* _BRIEF_
Here are the records. Print them all exactly.

* _RECORDS TO USE_
——
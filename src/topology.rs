//! Message-bus topology
//!
//! The single catalog of exchanges and routing keys shared by every producer and
//! consumer. Processes never build routing strings themselves; they name a
//! [`Topic`] and ask the [`Topology`] for its [`Route`].
//!
//! Adding a topic is a breaking change for the catalog but not for deployed
//! consumers: [`Topic::from_routing_key`] returns `None` for keys it does not know,
//! and consumers skip such messages.

use crate::alerts::AlertKind;
use crate::events::EventFamily;
use std::fmt;

/// Default exchange namespace
pub const DEFAULT_NAMESPACE: &str = "zerotrace";

/// Named routing domains on the bus
#[derive(Debug, Clone, Copy, PartialEq, Eq, Hash, PartialOrd, Ord)]
pub enum Exchange {
    Events,
    Alerts,
    Actions,
    Incidents,
}

impl Exchange {
    pub const ALL: [Exchange; 4] = [
        Exchange::Events,
        Exchange::Alerts,
        Exchange::Actions,
        Exchange::Incidents,
    ];

    /// Exchange name without its namespace prefix
    pub fn suffix(&self) -> &'static str {
        match self {
            Exchange::Events => "events",
            Exchange::Alerts => "alerts",
            Exchange::Actions => "actions",
            Exchange::Incidents => "incidents",
        }
    }

    /// Topics bound to this exchange
    pub fn topics(&self) -> Vec<Topic> {
        Topic::ALL
            .iter()
            .copied()
            .filter(|topic| topic.exchange() == *self)
            .collect()
    }
}

/// A category of message on the bus
#[derive(Debug, Clone, Copy, PartialEq, Eq, Hash, PartialOrd, Ord)]
pub enum Topic {
    // Raw events from collectors
    RawProcesses,
    RawNetwork,
    RawFilesystem,
    RawPersistence,

    // Alerts from analyzers
    AlertHighIoc,
    AlertMediumYara,
    AlertLowBehavior,
    AlertCriticalDeception,

    // Response actions
    ActionKillProcess,
    ActionIsolateHost,
    ActionGetFile,
    ActionCollectForensics,

    IncidentCritical,
}

impl Topic {
    pub const ALL: [Topic; 13] = [
        Topic::RawProcesses,
        Topic::RawNetwork,
        Topic::RawFilesystem,
        Topic::RawPersistence,
        Topic::AlertHighIoc,
        Topic::AlertMediumYara,
        Topic::AlertLowBehavior,
        Topic::AlertCriticalDeception,
        Topic::ActionKillProcess,
        Topic::ActionIsolateHost,
        Topic::ActionGetFile,
        Topic::ActionCollectForensics,
        Topic::IncidentCritical,
    ];

    pub fn routing_key(&self) -> &'static str {
        match self {
            Topic::RawProcesses => "events.raw.processes",
            Topic::RawNetwork => "events.raw.network",
            Topic::RawFilesystem => "events.raw.filesystem",
            Topic::RawPersistence => "events.raw.persistence",
            Topic::AlertHighIoc => "alerts.high.ioc_match",
            Topic::AlertMediumYara => "alerts.medium.yara_match",
            Topic::AlertLowBehavior => "alerts.low.behavior",
            Topic::AlertCriticalDeception => "alerts.critical.deception",
            Topic::ActionKillProcess => "actions.request.kill_process",
            Topic::ActionIsolateHost => "actions.request.isolate_host",
            Topic::ActionGetFile => "actions.request.get_file",
            Topic::ActionCollectForensics => "actions.request.collect_forensics",
            Topic::IncidentCritical => "incidents.critical",
        }
    }

    pub fn exchange(&self) -> Exchange {
        match self {
            Topic::RawProcesses
            | Topic::RawNetwork
            | Topic::RawFilesystem
            | Topic::RawPersistence => Exchange::Events,
            Topic::AlertHighIoc
            | Topic::AlertMediumYara
            | Topic::AlertLowBehavior
            | Topic::AlertCriticalDeception => Exchange::Alerts,
            Topic::ActionKillProcess
            | Topic::ActionIsolateHost
            | Topic::ActionGetFile
            | Topic::ActionCollectForensics => Exchange::Actions,
            Topic::IncidentCritical => Exchange::Incidents,
        }
    }

    /// Topic raw events of `family` are published on
    pub fn for_family(family: EventFamily) -> Topic {
        match family {
            EventFamily::Process => Topic::RawProcesses,
            EventFamily::Network => Topic::RawNetwork,
            EventFamily::File => Topic::RawFilesystem,
            EventFamily::Persistence => Topic::RawPersistence,
        }
    }

    /// Topic alerts of `kind` are published on
    pub fn for_alert(kind: AlertKind) -> Topic {
        match kind {
            AlertKind::IocMatch => Topic::AlertHighIoc,
            AlertKind::YaraMatch => Topic::AlertMediumYara,
            AlertKind::Behavior => Topic::AlertLowBehavior,
            AlertKind::Deception => Topic::AlertCriticalDeception,
        }
    }

    /// Look up a topic by routing key; `None` for keys outside the catalog
    pub fn from_routing_key(key: &str) -> Option<Topic> {
        Topic::ALL
            .iter()
            .copied()
            .find(|topic| topic.routing_key() == key)
    }

    /// Payload family carried by a raw-event topic
    pub fn event_family(&self) -> Option<EventFamily> {
        match self {
            Topic::RawProcesses => Some(EventFamily::Process),
            Topic::RawNetwork => Some(EventFamily::Network),
            Topic::RawFilesystem => Some(EventFamily::File),
            Topic::RawPersistence => Some(EventFamily::Persistence),
            _ => None,
        }
    }
}

impl fmt::Display for Topic {
    fn fmt(&self, f: &mut fmt::Formatter<'_>) -> fmt::Result {
        f.write_str(self.routing_key())
    }
}

/// Where to publish a message: a fully-qualified exchange name and a routing key
#[derive(Debug, Clone, PartialEq, Eq, Hash)]
pub struct Route {
    pub exchange: String,
    pub routing_key: &'static str,
}

/// The catalog bound to a concrete exchange namespace
#[derive(Debug, Clone, PartialEq, Eq)]
pub struct Topology {
    namespace: String,
}

impl Default for Topology {
    fn default() -> Self {
        Self::new(DEFAULT_NAMESPACE)
    }
}

impl Topology {
    pub fn new(namespace: impl Into<String>) -> Self {
        Self {
            namespace: namespace.into(),
        }
    }

    pub fn namespace(&self) -> &str {
        &self.namespace
    }

    /// Fully-qualified exchange name, e.g. `zerotrace.alerts`
    pub fn exchange_name(&self, exchange: Exchange) -> String {
        format!("{}.{}", self.namespace, exchange.suffix())
    }

    pub fn route(&self, topic: Topic) -> Route {
        Route {
            exchange: self.exchange_name(topic.exchange()),
            routing_key: topic.routing_key(),
        }
    }

    pub fn route_for_family(&self, family: EventFamily) -> Route {
        self.route(Topic::for_family(family))
    }

    pub fn route_for_alert(&self, kind: AlertKind) -> Route {
        self.route(Topic::for_alert(kind))
    }
}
——
* _ANSWER SECTION_
filename src/topology.rs
//! Message-bus topology
//!
//! The single catalog of exchanges and routing keys shared by every producer and
//! consumer. Processes never build routing strings themselves; they name a
//! [`Topic`] and ask the [`Topology`] for its [`Route`].
//!
//! Adding a topic is a breaking change for the catalog but not for deployed
//! consumers: [`Topic::from_routing_key`] returns `None` for keys it does not know,
//! and consumers skip such messages.

use crate::alerts::AlertKind;
use crate::events::EventFamily;
use std::fmt;

/// Default exchange namespace
pub const DEFAULT_NAMESPACE: &str = "zerotrace";

/// Named routing domains on the bus
#[derive(Debug, Clone, Copy, PartialEq, Eq, Hash, PartialOrd, Ord)]
pub enum Exchange {
    Events,
    Alerts,
    Actions,
    Incidents,
}

impl Exchange {
    pub const ALL: [Exchange; 4] = [
        Exchange::Events,
        Exchange::Alerts,
        Exchange::Actions,
        Exchange::Incidents,
    ];

    /// Exchange name without its namespace prefix
    pub fn suffix(&self) -> &'static str {
        match self {
            Exchange::Events => "events",
            Exchange::Alerts => "alerts",
            Exchange::Actions => "actions",
            Exchange::Incidents => "incidents",
        }
    }

    /// Topics bound to this exchange
    pub fn topics(&self) -> Vec<Topic> {
        Topic::ALL
            .iter()
            .copied()
            .filter(|topic| topic.exchange() == *self)
            .collect()
    }
}

/// A category of message on the bus
#[derive(Debug, Clone, Copy, PartialEq, Eq, Hash, PartialOrd, Ord)]
pub enum Topic {
    // Raw events from collectors
    RawProcesses,
    RawNetwork,
    RawFilesystem,
    RawPersistence,

    // Alerts from analyzers
    AlertHighIoc,
    AlertMediumYara,
    AlertLowBehavior,
    AlertCriticalDeception,

    // Response actions
    ActionKillProcess,
    ActionIsolateHost,
    ActionGetFile,
    ActionCollectForensics,

    IncidentCritical,
}

impl Topic {
    pub const ALL: [Topic; 13] = [
        Topic::RawProcesses,
        Topic::RawNetwork,
        Topic::RawFilesystem,
        Topic::RawPersistence,
        Topic::AlertHighIoc,
        Topic::AlertMediumYara,
        Topic::AlertLowBehavior,
        Topic::AlertCriticalDeception,
        Topic::ActionKillProcess,
        Topic::ActionIsolateHost,
        Topic::ActionGetFile,
        Topic::ActionCollectForensics,
        Topic::IncidentCritical,
    ];

    pub fn routing_key(&self) -> &'static str {
        match self {
            Topic::RawProcesses => "events.raw.processes",
            Topic::RawNetwork => "events.raw.network",
            Topic::RawFilesystem => "events.raw.filesystem",
            Topic::RawPersistence => "events.raw.persistence",
            Topic::AlertHighIoc => "alerts.high.ioc_match",
            Topic::AlertMediumYara => "alerts.medium.yara_match",
            Topic::AlertLowBehavior => "alerts.low.behavior",
            Topic::AlertCriticalDeception => "alerts.critical.deception",
            Topic::ActionKillProcess => "actions.request.kill_process",
            Topic::ActionIsolateHost => "actions.request.isolate_host",
            Topic::ActionGetFile => "actions.request.get_file",
            Topic::ActionCollectForensics => "actions.request.collect_forensics",
            Topic::IncidentCritical => "incidents.critical",
        }
    }

    pub fn exchange(&self) -> Exchange {
        match self {
            Topic::RawProcesses
            | Topic::RawNetwork
            | Topic::RawFilesystem
            | Topic::RawPersistence => Exchange::Events,
            Topic::AlertHighIoc
            | Topic::AlertMediumYara
            | Topic::AlertLowBehavior
            | Topic::AlertCriticalDeception => Exchange::Alerts,
            Topic::ActionKillProcess
            | Topic::ActionIsolateHost
            | Topic::ActionGetFile
            | Topic::ActionCollectForensics => Exchange::Actions,
            Topic::IncidentCritical => Exchange::Incidents,
        }
    }

    /// Topic raw events of `family` are published on
    pub fn for_family(family: EventFamily) -> Topic {
        match family {
            EventFamily::Process => Topic::RawProcesses,
            EventFamily::Network => Topic::RawNetwork,
            EventFamily::File => Topic::RawFilesystem,
            EventFamily::Persistence => Topic::RawPersistence,
        }
    }

    /// Topic alerts of `kind` are published on
    pub fn for_alert(kind: AlertKind) -> Topic {
        match kind {
            AlertKind::IocMatch => Topic::AlertHighIoc,
            AlertKind::YaraMatch => Topic::AlertMediumYara,
            AlertKind::Behavior => Topic::AlertLowBehavior,
            AlertKind::Deception => Topic::AlertCriticalDeception,
        }
    }

    /// Look up a topic by routing key; `None` for keys outside the catalog
    pub fn from_routing_key(key: &str) -> Option<Topic> {
        Topic::ALL
            .iter()
            .copied()
            .find(|topic| topic.routing_key() == key)
    }

    /// Payload family carried by a raw-event topic
    pub fn event_family(&self) -> Option<EventFamily> {
        match self {
            Topic::RawProcesses => Some(EventFamily::Process),
            Topic::RawNetwork => Some(EventFamily::Network),
            Topic::RawFilesystem => Some(EventFamily::File),
            Topic::RawPersistence => Some(EventFamily::Persistence),
            _ => None,
        }
    }
}

impl fmt::Display for Topic {
    fn fmt(&self, f: &mut fmt::Formatter<'_>) -> fmt::Result {
        f.write_str(self.routing_key())
    }
}

/// Where to publish a message: a fully-qualified exchange name and a routing key
#[derive(Debug, Clone, PartialEq, Eq, Hash)]
pub struct Route {
    pub exchange: String,
    pub routing_key: &'static str,
}

/// The catalog bound to a concrete exchange namespace
#[derive(Debug, Clone, PartialEq, Eq)]
pub struct Topology {
    namespace: String,
}

impl Default for Topology {
    fn default() -> Self {
        Self::new(DEFAULT_NAMESPACE)
    }
}

impl Topology {
    pub fn new(namespace: impl Into<String>) -> Self {
        Self {
            namespace: namespace.into(),
        }
    }

    pub fn namespace(&self) -> &str {
        &self.namespace
    }

    /// Fully-qualified exchange name, e.g. `zerotrace.alerts`
    pub fn exchange_name(&self, exchange: Exchange) -> String {
        format!("{}.{}", self.namespace, exchange.suffix())
    }

    pub fn route(&self, topic: Topic) -> Route {
        Route {
            exchange: self.exchange_name(topic.exchange()),
            routing_key: topic.routing_key(),
        }
    }

    pub fn route_for_family(&self, family: EventFamily) -> Route {
        self.route(Topic::for_family(family))
    }

    pub fn route_for_alert(&self, kind: AlertKind) -> Route {
        self.route(Topic::for_alert(kind))
    }
}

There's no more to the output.